» Exercise prompt: For the string "GpuToCpu", find every matching line in the records and copy it.

» Material provided:
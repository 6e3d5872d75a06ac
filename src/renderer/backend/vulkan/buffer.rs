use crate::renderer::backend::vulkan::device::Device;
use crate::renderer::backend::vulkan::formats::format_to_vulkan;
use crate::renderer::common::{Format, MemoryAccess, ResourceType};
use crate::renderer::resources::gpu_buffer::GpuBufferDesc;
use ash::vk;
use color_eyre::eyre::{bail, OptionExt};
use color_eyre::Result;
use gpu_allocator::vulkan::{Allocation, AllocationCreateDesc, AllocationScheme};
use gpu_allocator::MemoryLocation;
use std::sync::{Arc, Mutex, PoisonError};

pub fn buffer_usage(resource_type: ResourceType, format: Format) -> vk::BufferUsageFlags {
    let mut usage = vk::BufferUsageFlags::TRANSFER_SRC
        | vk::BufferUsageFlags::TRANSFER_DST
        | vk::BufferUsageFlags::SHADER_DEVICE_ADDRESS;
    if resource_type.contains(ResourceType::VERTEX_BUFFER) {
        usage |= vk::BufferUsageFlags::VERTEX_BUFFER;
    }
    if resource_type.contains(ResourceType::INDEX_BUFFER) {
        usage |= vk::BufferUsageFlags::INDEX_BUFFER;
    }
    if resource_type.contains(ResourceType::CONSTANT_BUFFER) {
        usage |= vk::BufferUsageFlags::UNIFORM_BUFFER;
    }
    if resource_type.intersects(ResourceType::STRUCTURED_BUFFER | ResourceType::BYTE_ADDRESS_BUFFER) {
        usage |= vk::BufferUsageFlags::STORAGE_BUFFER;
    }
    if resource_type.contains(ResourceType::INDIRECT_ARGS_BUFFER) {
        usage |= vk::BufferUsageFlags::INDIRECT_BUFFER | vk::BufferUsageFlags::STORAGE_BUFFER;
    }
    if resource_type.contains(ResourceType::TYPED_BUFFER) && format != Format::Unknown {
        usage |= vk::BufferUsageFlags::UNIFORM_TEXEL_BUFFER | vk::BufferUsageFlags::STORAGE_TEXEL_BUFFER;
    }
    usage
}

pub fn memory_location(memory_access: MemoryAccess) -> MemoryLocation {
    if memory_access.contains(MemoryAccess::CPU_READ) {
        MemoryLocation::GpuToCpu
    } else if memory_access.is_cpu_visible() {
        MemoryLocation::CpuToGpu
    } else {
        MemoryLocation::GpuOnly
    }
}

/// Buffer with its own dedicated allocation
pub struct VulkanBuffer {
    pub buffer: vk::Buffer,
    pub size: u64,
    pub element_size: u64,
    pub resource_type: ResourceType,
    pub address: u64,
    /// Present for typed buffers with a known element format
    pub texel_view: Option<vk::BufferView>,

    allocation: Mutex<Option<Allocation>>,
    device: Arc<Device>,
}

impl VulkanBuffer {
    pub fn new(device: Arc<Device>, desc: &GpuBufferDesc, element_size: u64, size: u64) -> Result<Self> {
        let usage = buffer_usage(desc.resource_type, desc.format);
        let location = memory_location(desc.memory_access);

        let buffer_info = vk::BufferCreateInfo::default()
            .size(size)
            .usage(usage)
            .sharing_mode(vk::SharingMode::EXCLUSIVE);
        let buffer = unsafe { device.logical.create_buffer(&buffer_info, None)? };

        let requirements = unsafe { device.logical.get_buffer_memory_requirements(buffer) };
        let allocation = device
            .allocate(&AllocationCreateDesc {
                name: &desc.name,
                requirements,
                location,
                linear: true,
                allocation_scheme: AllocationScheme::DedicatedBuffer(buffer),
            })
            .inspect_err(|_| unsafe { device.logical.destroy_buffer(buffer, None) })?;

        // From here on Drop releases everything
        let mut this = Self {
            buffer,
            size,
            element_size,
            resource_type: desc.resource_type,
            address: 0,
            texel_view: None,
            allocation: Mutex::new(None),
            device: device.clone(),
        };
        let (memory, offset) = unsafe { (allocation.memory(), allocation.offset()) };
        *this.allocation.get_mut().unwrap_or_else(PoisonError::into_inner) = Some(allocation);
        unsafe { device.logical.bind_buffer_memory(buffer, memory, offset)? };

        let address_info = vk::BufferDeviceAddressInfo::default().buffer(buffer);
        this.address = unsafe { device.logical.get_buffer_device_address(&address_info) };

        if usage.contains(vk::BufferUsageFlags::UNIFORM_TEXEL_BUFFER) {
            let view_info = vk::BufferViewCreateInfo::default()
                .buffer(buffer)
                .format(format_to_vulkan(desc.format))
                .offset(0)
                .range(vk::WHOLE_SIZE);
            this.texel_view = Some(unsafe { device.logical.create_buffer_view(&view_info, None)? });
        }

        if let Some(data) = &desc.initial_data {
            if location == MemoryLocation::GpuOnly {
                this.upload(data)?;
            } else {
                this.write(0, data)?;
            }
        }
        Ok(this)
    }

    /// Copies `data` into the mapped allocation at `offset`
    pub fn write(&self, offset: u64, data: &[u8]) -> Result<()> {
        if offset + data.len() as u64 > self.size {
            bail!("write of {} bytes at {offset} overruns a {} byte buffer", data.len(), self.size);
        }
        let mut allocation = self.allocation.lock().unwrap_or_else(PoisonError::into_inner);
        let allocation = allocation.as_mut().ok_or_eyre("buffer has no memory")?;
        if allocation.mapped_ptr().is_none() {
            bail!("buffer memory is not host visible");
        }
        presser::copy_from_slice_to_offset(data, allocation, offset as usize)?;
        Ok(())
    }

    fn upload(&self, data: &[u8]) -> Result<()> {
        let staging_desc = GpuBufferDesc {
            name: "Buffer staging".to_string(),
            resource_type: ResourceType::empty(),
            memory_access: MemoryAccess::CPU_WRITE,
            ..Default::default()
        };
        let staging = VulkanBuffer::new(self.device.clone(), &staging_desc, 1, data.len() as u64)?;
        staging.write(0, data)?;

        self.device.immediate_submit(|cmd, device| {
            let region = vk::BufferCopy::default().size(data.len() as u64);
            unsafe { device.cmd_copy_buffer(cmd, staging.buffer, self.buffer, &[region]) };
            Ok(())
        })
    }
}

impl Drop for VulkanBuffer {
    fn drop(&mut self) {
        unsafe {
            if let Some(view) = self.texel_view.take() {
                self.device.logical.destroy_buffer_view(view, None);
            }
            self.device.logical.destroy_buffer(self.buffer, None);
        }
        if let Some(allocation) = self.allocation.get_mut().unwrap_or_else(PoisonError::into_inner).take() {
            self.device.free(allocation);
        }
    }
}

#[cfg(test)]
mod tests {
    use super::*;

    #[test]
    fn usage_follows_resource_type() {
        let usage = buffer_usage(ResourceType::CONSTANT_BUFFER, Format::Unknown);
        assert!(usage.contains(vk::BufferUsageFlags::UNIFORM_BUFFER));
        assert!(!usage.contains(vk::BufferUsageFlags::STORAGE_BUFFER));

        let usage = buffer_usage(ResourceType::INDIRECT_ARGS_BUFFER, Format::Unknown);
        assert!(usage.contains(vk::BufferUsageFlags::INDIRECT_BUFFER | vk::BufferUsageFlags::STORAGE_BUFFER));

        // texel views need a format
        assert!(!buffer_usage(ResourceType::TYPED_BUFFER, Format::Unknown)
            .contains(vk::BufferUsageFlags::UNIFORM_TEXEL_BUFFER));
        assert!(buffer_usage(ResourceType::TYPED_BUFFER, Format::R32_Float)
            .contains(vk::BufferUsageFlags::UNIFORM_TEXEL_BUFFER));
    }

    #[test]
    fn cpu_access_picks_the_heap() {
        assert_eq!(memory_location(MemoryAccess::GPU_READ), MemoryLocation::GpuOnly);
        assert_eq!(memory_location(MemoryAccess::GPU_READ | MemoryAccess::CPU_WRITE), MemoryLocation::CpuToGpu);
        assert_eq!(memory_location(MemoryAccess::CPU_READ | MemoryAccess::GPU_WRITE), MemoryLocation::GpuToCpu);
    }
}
* * *
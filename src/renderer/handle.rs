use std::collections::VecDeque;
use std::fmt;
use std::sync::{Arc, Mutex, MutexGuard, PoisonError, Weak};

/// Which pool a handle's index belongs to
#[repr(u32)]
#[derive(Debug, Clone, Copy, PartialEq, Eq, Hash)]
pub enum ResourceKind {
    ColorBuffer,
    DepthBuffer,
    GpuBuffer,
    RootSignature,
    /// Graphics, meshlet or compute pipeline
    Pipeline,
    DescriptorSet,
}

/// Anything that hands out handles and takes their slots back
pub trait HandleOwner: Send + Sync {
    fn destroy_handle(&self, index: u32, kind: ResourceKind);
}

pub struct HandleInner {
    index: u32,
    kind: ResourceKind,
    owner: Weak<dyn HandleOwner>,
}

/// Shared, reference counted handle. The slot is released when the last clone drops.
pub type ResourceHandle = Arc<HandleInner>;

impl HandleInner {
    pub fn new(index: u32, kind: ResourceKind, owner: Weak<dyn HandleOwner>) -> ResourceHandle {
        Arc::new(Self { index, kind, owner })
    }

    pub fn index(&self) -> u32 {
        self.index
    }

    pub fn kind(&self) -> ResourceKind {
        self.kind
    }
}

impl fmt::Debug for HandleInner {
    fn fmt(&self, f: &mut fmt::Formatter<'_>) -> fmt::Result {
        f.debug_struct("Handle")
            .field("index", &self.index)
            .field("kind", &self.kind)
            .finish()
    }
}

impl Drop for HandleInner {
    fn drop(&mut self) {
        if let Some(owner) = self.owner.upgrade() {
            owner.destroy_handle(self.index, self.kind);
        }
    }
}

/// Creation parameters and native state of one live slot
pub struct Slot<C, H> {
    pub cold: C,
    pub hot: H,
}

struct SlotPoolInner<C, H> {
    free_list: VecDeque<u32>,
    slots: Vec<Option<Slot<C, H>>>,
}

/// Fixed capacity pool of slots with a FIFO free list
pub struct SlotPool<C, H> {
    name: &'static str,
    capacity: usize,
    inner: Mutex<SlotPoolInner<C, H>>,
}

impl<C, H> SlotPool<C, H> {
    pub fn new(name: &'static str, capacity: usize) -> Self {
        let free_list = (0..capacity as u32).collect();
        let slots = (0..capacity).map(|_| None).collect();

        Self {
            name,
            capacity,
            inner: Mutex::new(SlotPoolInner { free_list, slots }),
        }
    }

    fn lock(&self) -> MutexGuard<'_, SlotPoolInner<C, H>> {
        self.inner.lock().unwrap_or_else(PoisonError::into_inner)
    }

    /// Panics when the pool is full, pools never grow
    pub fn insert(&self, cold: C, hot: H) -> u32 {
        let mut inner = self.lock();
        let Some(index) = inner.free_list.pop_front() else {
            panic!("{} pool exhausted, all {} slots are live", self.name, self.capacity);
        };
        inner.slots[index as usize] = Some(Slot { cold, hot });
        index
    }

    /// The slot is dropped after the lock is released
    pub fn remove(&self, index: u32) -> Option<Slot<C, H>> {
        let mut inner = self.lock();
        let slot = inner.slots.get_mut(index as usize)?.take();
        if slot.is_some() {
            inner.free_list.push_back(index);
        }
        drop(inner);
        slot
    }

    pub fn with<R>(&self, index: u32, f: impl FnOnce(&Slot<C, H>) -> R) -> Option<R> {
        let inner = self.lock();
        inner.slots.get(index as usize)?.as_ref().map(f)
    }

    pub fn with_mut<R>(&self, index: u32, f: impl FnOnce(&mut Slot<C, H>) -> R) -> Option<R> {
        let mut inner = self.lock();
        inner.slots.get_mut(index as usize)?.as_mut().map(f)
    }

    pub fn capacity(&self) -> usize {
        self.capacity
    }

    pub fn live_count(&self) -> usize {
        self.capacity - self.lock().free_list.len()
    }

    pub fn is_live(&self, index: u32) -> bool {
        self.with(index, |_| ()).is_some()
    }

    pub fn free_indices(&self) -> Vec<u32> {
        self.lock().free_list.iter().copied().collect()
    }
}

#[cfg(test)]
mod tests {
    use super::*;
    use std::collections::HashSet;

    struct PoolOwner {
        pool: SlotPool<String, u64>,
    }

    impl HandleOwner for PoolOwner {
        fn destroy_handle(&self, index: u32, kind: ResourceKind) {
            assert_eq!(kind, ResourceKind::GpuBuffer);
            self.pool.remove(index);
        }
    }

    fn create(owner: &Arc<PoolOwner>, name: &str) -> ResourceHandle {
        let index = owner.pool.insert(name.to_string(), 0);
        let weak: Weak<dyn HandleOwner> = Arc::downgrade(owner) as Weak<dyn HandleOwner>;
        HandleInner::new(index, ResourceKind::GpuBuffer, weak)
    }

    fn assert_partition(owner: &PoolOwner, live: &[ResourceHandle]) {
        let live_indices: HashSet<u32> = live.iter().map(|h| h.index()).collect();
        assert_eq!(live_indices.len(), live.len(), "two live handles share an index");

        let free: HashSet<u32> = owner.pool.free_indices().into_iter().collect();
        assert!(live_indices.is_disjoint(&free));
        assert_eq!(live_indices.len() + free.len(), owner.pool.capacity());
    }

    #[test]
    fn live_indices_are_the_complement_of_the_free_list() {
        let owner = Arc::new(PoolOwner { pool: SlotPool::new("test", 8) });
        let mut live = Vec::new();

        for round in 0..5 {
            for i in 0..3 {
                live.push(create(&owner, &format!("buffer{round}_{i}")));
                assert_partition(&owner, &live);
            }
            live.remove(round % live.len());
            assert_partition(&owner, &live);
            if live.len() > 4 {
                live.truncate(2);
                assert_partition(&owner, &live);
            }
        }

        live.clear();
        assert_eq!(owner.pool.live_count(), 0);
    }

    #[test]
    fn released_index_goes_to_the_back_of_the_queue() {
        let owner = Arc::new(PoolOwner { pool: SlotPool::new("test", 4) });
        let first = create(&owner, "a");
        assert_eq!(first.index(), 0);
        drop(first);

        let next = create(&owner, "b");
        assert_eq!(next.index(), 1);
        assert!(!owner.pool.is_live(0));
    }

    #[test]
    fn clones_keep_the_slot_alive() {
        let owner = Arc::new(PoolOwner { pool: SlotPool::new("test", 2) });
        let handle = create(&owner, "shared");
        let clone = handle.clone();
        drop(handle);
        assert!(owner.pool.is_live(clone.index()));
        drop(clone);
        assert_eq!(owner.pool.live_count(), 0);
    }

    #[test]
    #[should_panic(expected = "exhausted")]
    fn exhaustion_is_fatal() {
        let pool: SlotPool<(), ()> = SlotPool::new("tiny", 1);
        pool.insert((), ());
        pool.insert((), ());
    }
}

» Answer:
        MemoryLocation::GpuToCpu
        assert_eq!(memory_location(MemoryAccess::CPU_READ | MemoryAccess::GPU_WRITE), MemoryLocation::GpuToCpu);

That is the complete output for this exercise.